Stored data
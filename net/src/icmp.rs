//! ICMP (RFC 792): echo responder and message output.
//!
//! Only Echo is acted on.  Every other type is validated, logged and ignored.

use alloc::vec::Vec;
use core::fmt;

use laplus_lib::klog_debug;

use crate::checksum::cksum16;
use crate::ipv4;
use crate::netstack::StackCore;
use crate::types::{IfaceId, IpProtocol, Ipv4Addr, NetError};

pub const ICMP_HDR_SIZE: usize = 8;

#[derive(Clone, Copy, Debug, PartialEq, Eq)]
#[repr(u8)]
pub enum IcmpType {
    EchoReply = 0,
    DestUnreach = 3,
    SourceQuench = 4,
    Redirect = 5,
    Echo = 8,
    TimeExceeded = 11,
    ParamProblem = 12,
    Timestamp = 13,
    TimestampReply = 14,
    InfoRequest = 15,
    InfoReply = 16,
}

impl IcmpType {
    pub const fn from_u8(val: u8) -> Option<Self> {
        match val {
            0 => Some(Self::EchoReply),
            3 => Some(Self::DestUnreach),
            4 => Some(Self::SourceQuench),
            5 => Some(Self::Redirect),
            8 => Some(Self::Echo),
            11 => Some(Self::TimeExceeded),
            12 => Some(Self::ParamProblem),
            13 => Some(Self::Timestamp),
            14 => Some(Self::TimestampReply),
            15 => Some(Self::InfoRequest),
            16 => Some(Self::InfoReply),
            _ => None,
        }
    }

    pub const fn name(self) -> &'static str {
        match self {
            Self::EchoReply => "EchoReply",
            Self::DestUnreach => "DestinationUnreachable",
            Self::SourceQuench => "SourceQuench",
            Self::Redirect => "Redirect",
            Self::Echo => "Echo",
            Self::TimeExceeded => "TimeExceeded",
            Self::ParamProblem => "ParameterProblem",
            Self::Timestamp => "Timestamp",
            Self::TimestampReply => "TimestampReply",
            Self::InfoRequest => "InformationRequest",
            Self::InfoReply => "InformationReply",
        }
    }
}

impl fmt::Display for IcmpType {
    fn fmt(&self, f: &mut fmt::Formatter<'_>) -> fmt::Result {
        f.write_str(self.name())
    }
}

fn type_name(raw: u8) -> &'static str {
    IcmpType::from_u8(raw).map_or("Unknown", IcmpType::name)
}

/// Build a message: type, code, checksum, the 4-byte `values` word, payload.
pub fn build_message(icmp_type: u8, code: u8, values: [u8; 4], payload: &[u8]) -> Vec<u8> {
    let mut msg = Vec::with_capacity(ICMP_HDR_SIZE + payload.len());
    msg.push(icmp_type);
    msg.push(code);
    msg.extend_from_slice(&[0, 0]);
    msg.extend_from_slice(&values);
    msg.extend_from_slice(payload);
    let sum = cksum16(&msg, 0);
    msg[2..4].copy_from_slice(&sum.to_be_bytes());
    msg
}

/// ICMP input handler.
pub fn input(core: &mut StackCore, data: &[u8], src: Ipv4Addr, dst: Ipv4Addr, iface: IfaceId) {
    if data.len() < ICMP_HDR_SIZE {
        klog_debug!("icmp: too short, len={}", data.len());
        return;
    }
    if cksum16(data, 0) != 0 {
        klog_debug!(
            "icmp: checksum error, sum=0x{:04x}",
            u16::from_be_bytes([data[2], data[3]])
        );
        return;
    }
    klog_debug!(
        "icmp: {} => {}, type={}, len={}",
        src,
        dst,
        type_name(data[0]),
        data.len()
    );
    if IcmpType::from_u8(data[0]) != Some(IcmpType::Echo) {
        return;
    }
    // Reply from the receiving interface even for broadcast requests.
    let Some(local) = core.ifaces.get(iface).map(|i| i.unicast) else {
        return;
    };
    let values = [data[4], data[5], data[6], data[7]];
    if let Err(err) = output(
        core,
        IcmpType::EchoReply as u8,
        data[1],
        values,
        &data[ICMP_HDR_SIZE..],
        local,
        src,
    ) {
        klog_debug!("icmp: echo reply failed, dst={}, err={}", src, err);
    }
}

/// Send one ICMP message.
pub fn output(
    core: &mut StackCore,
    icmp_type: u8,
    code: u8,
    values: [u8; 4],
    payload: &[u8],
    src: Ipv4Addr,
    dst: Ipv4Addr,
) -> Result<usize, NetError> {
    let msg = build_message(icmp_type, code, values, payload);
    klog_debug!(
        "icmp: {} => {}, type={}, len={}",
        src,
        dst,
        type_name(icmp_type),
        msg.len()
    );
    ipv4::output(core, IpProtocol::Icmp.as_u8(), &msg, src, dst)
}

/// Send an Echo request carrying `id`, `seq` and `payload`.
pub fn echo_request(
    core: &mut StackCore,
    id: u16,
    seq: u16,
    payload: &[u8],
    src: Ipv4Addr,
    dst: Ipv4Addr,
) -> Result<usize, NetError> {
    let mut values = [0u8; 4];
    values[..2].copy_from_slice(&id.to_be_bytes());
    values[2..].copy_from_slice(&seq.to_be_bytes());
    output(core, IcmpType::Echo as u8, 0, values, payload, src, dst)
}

==

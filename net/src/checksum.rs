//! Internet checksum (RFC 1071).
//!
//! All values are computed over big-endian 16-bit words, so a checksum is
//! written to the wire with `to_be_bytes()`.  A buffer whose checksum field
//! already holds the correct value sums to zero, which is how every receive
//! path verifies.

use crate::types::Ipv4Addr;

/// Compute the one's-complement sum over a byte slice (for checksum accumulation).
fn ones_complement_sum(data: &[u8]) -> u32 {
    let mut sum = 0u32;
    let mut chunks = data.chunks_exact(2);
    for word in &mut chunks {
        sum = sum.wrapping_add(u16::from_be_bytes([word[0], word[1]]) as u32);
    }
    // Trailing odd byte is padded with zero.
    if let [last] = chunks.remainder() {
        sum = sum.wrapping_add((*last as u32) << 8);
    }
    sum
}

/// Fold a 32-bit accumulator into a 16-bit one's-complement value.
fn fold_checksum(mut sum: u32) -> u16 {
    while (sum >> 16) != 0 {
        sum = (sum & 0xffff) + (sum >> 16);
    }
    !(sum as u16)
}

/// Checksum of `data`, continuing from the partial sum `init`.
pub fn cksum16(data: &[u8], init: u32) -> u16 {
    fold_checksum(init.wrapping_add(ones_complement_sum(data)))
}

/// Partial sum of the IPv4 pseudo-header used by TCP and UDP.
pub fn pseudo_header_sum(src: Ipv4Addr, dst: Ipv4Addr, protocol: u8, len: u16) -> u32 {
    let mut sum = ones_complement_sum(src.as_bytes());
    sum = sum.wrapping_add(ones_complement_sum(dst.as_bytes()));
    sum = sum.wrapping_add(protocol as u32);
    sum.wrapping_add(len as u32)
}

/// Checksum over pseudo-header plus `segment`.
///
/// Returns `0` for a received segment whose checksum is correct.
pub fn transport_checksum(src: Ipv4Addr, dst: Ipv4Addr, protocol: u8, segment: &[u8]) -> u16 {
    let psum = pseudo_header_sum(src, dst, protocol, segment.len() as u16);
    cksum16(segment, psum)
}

> _Problem to work on_: Please give an exact copy of the entries above, from the line with "fn ones_complement_sum(data: &[u8])" down to the line with "if let [last]", inclusive, and nothing else.

> _Answer_:
fn ones_complement_sum(data: &[u8]) -> u32 {
    let mut sum = 0u32;
    let mut chunks = data.chunks_exact(2);
    for word in &mut chunks {
        sum = sum.wrapping_add(u16::from_be_bytes([word[0], word[1]]) as u32);
    }
    // Trailing odd byte is padded with zero.
    if let [last] = chunks.remainder() {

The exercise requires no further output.